# Your objective:
A complete, exact copy of the records is needed here.
======== Records for the task ========
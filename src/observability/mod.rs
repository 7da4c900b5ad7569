//! Structured logging to a rotating file.
//!
//! The explorer never logs to the terminal it draws on. Everything goes
//! through `tracing` macros and ends up as JSON lines in the data directory:
//!
//! ```text
//! tracing macros → EnvFilter → fmt::layer().json() → FileWriter → spacex-explorer.log
//! ```
//!
//! # Filter Resolution
//!
//! 1. `RUST_LOG` environment variable (highest priority)
//! 2. `--log-level` flag, folded into `trace_level` by the binary
//! 3. `trace_level` in the config file
//! 4. Default: `"info"`

mod file_writer;
mod init;

pub use file_writer::FileWriter;
pub use init::{init_tracing, LOG_FILE_NAME};
//! Platform directory lookup and path normalization.
//!
//! The explorer keeps two things on disk: the favorites file and the log file,
//! both under the data directory. Configuration is read from the platform
//! config directory. Directory names come from `dirs`; when the platform has
//! no answer the current directory is used so the tool still runs.

use std::path::{Path, PathBuf};

/// Directory name used under the platform data and config directories.
pub const APP_DIR_NAME: &str = "spacex-explorer";

/// File name of the favorites store inside the data directory.
pub const FAVORITES_FILE: &str = "favorites.json";

/// File name of the configuration file inside the config directory.
pub const CONFIG_FILE: &str = "config.toml";

/// Returns the default data directory, e.g. `~/.local/share/spacex-explorer`.
#[must_use]
pub fn default_data_dir() -> PathBuf {
    dirs::data_local_dir()
        .or_else(dirs::home_dir)
        .unwrap_or_else(|| PathBuf::from("."))
        .join(APP_DIR_NAME)
}

/// Returns the default config file path, e.g. `~/.config/spacex-explorer/config.toml`.
///
/// `None` when the platform has no config directory.
#[must_use]
pub fn default_config_file() -> Option<PathBuf> {
    dirs::config_dir().map(|dir| dir.join(APP_DIR_NAME).join(CONFIG_FILE))
}

/// Path of the favorites file under `data_dir`.
#[must_use]
pub fn favorites_file(data_dir: &Path) -> PathBuf {
    data_dir.join(FAVORITES_FILE)
}

/// Expands a leading `~` to the user's home directory.
///
/// Paths without a leading tilde, and every path when the home directory is
/// unknown, are returned unchanged.
///
/// # Examples
///
/// ```
/// use spacex_explorer::infrastructure::expand_tilde;
/// use std::path::PathBuf;
///
/// assert_eq!(expand_tilde("/var/lib/launches"), PathBuf::from("/var/lib/launches"));
/// assert_eq!(expand_tilde("relative/dir"), PathBuf::from("relative/dir"));
/// ```
#[must_use]
pub fn expand_tilde(path: impl AsRef<Path>) -> PathBuf {
    let path = path.as_ref();
    let Ok(rest) = path.strip_prefix("~") else {
        return path.to_path_buf();
    };

    match dirs::home_dir() {
        Some(home) if rest.as_os_str().is_empty() => home,
        Some(home) => home.join(rest),
        None => path.to_path_buf(),
    }
}

#[cfg(test)]
mod tests {
    use super::*;

    #[test]
    fn tilde_expands_to_home() {
        let Some(home) = dirs::home_dir() else {
            return;
        };
        assert_eq!(expand_tilde("~"), home);
        assert_eq!(expand_tilde("~/launches"), home.join("launches"));
    }

    #[test]
    fn tilde_inside_a_name_is_left_alone() {
        assert_eq!(expand_tilde("~backup/x"), PathBuf::from("~backup/x"));
        assert_eq!(expand_tilde("/tmp/~"), PathBuf::from("/tmp/~"));
    }

    #[test]
    fn data_paths_are_namespaced() {
        assert!(default_data_dir().ends_with(APP_DIR_NAME));
        assert_eq!(
            favorites_file(Path::new("/data")),
            PathBuf::from("/data/favorites.json")
        );
    }
}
========
# Result of this exercise:
filename src/observability/mod.rs
repository 7da4c900b5ad7569
//! Structured logging to a rotating file.
//!
//! The explorer never logs to the terminal it draws on. Everything goes
//! through `tracing` macros and ends up as JSON lines in the data directory:
//!
//! ```text
//! tracing macros → EnvFilter → fmt::layer().json() → FileWriter → spacex-explorer.log
//! ```
//!
//! # Filter Resolution
//!
//! 1. `RUST_LOG` environment variable (highest priority)
//! 2. `--log-level` flag, folded into `trace_level` by the binary
//! 3. `trace_level` in the config file
//! 4. Default: `"info"`

mod file_writer;
mod init;

pub use file_writer::FileWriter;
pub use init::{init_tracing, LOG_FILE_NAME};
//! Platform directory lookup and path normalization.
//!
//! The explorer keeps two things on disk: the favorites file and the log file,
//! both under the data directory. Configuration is read from the platform
//! config directory. Directory names come from `dirs`; when the platform has
//! no answer the current directory is used so the tool still runs.

use std::path::{Path, PathBuf};

/// Directory name used under the platform data and config directories.
pub const APP_DIR_NAME: &str = "spacex-explorer";

/// File name of the favorites store inside the data directory.
pub const FAVORITES_FILE: &str = "favorites.json";

/// File name of the configuration file inside the config directory.
pub const CONFIG_FILE: &str = "config.toml";

/// Returns the default data directory, e.g. `~/.local/share/spacex-explorer`.
#[must_use]
pub fn default_data_dir() -> PathBuf {
    dirs::data_local_dir()
        .or_else(dirs::home_dir)
        .unwrap_or_else(|| PathBuf::from("."))
        .join(APP_DIR_NAME)
}

/// Returns the default config file path, e.g. `~/.config/spacex-explorer/config.toml`.
///
/// `None` when the platform has no config directory.
#[must_use]
pub fn default_config_file() -> Option<PathBuf> {
    dirs::config_dir().map(|dir| dir.join(APP_DIR_NAME).join(CONFIG_FILE))
}

/// Path of the favorites file under `data_dir`.
#[must_use]
pub fn favorites_file(data_dir: &Path) -> PathBuf {
    data_dir.join(FAVORITES_FILE)
}

/// Expands a leading `~` to the user's home directory.
///
/// Paths without a leading tilde, and every path when the home directory is
/// unknown, are returned unchanged.
///
/// # Examples
///
/// ```
/// use spacex_explorer::infrastructure::expand_tilde;
/// use std::path::PathBuf;
///
/// assert_eq!(expand_tilde("/var/lib/launches"), PathBuf::from("/var/lib/launches"));
/// assert_eq!(expand_tilde("relative/dir"), PathBuf::from("relative/dir"));
/// ```
#[must_use]
pub fn expand_tilde(path: impl AsRef<Path>) -> PathBuf {
    let path = path.as_ref();
    let Ok(rest) = path.strip_prefix("~") else {
        return path.to_path_buf();
    };

    match dirs::home_dir() {
        Some(home) if rest.as_os_str().is_empty() => home,
        Some(home) => home.join(rest),
        None => path.to_path_buf(),
    }
}

#[cfg(test)]
mod tests {
    use super::*;

    #[test]
    fn tilde_expands_to_home() {
        let Some(home) = dirs::home_dir() else {
            return;
        };
        assert_eq!(expand_tilde("~"), home);
        assert_eq!(expand_tilde("~/launches"), home.join("launches"));
    }

    #[test]
    fn tilde_inside_a_name_is_left_alone() {
        assert_eq!(expand_tilde("~backup/x"), PathBuf::from("~backup/x"));
        assert_eq!(expand_tilde("/tmp/~"), PathBuf::from("/tmp/~"));
    }

    #[test]
    fn data_paths_are_namespaced() {
        assert!(default_data_dir().ends_with(APP_DIR_NAME));
        assert_eq!(
            favorites_file(Path::new("/data")),
            PathBuf::from("/data/favorites.json")
        );
    }
}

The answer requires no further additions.